● TRY IT
Check every line of the entries that follow, and copy the ones containing "impl".

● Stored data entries
________________________________________
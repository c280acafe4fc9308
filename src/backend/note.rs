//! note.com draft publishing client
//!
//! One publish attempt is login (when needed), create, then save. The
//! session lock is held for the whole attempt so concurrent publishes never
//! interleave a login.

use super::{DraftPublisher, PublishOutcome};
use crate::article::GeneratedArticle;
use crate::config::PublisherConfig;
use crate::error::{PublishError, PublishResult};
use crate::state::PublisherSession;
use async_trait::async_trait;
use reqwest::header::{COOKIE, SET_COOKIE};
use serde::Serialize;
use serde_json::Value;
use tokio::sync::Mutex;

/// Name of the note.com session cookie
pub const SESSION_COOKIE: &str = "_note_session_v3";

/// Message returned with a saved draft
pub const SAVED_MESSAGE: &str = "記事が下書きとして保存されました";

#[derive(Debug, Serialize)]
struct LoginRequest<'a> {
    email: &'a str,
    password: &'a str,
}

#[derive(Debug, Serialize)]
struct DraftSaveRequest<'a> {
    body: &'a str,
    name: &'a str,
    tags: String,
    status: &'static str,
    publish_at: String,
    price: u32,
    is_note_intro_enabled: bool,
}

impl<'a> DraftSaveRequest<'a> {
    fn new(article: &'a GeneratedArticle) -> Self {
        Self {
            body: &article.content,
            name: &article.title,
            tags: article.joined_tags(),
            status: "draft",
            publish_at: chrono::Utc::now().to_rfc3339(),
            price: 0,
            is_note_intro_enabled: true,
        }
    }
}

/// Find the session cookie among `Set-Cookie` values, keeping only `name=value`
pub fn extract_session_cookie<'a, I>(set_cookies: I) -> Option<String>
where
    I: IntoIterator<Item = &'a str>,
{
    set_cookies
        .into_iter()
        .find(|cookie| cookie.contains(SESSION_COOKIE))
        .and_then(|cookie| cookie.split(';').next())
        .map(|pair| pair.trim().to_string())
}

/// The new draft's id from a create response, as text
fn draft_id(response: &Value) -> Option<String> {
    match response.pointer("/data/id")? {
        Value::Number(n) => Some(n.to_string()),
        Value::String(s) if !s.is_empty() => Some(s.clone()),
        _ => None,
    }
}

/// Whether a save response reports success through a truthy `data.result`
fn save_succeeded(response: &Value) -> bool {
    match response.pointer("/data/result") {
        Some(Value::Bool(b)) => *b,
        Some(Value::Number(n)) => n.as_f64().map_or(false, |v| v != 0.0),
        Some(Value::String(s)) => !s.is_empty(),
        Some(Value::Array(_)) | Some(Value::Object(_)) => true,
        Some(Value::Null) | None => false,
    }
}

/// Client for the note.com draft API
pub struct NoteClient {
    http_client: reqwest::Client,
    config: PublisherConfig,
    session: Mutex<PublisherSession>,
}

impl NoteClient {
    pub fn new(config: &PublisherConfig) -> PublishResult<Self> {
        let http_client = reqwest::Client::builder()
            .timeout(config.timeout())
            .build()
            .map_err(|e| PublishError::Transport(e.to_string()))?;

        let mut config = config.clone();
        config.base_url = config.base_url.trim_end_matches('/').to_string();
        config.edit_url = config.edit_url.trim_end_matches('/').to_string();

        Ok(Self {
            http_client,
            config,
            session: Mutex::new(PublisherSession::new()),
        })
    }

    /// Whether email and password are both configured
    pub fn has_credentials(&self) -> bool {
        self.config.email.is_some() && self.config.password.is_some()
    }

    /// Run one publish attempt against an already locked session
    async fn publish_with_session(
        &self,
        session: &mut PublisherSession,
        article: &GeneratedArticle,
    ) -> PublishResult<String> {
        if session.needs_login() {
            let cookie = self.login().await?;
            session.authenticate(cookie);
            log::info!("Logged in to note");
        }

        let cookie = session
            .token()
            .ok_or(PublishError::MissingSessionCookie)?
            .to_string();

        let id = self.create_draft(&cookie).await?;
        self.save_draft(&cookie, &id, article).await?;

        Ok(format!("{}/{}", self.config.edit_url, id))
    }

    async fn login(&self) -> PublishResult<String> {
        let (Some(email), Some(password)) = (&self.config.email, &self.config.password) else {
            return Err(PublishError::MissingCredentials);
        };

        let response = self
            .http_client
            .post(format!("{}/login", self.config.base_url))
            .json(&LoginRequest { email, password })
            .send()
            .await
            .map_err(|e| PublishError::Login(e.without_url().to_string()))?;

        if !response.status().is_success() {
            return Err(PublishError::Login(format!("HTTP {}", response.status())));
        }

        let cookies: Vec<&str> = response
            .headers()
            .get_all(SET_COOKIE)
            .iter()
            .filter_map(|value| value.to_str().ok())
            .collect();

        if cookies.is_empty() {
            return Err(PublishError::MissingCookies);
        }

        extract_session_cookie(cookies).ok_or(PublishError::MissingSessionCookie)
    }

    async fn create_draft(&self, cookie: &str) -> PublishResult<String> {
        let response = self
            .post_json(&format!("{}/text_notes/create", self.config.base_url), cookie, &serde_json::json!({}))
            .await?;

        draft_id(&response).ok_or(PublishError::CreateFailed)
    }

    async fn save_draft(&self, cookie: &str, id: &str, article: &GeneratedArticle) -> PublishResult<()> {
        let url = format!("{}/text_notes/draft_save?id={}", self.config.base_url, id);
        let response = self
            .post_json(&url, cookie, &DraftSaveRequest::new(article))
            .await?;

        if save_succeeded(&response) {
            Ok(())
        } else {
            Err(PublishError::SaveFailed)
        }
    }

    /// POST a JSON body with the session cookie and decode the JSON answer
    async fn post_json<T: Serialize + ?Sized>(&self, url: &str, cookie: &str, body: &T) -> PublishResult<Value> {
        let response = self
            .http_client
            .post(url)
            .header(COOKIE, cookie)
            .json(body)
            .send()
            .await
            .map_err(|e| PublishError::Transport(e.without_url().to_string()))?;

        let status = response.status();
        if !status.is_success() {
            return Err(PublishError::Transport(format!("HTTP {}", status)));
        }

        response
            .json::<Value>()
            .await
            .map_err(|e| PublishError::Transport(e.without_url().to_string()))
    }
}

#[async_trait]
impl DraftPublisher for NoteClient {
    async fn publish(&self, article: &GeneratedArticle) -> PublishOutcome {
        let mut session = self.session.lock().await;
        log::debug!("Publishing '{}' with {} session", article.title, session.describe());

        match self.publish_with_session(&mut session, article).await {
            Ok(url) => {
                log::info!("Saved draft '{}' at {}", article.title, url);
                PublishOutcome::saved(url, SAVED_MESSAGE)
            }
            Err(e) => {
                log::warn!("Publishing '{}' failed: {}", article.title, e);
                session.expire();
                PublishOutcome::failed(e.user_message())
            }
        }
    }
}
________________________________________
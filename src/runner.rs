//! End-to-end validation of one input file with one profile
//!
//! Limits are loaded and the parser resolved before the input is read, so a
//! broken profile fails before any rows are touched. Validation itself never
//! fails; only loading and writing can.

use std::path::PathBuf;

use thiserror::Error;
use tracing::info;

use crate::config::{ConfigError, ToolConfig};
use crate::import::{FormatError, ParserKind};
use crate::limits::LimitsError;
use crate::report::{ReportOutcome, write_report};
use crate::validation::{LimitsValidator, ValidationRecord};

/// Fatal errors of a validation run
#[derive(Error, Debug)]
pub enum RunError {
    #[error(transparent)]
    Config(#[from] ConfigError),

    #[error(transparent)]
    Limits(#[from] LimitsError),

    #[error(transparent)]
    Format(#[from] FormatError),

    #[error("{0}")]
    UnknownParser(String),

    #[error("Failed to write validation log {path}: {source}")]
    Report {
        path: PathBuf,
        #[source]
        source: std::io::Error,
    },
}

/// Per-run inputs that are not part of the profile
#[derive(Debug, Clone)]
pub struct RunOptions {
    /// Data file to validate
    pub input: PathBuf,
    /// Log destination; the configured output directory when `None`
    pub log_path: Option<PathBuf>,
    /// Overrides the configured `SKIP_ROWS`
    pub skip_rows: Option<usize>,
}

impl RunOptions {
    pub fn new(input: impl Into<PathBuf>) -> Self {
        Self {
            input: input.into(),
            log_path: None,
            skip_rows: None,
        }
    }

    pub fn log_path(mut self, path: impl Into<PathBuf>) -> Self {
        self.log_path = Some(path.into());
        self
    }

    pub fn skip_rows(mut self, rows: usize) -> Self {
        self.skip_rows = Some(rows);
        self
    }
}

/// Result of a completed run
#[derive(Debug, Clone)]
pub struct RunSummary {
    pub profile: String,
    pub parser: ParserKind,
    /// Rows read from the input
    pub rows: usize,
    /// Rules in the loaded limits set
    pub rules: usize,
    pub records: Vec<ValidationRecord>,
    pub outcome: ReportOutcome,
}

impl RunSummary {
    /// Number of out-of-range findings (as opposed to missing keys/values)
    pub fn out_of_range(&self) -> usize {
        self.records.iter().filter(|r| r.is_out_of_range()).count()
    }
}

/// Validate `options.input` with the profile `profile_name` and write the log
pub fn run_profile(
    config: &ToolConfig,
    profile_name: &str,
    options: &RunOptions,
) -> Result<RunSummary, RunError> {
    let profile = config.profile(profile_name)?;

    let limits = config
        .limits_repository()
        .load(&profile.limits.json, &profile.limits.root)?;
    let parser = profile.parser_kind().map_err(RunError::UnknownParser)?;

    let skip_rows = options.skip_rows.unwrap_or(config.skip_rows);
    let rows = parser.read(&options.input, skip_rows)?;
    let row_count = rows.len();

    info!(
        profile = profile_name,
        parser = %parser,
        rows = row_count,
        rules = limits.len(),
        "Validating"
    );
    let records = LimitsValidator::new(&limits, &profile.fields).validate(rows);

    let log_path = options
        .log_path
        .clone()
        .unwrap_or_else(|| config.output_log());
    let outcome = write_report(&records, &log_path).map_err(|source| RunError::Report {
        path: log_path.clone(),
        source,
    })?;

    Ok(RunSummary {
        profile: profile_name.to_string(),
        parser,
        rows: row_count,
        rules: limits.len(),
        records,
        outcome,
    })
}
________________________________________
● EXPECTED ANSWER
impl<'a> DraftSaveRequest<'a> {
impl NoteClient {
impl DraftPublisher for NoteClient {
impl RunOptions {
    pub fn new(input: impl Into<PathBuf>) -> Self {
    pub fn log_path(mut self, path: impl Into<PathBuf>) -> Self {
impl RunSummary {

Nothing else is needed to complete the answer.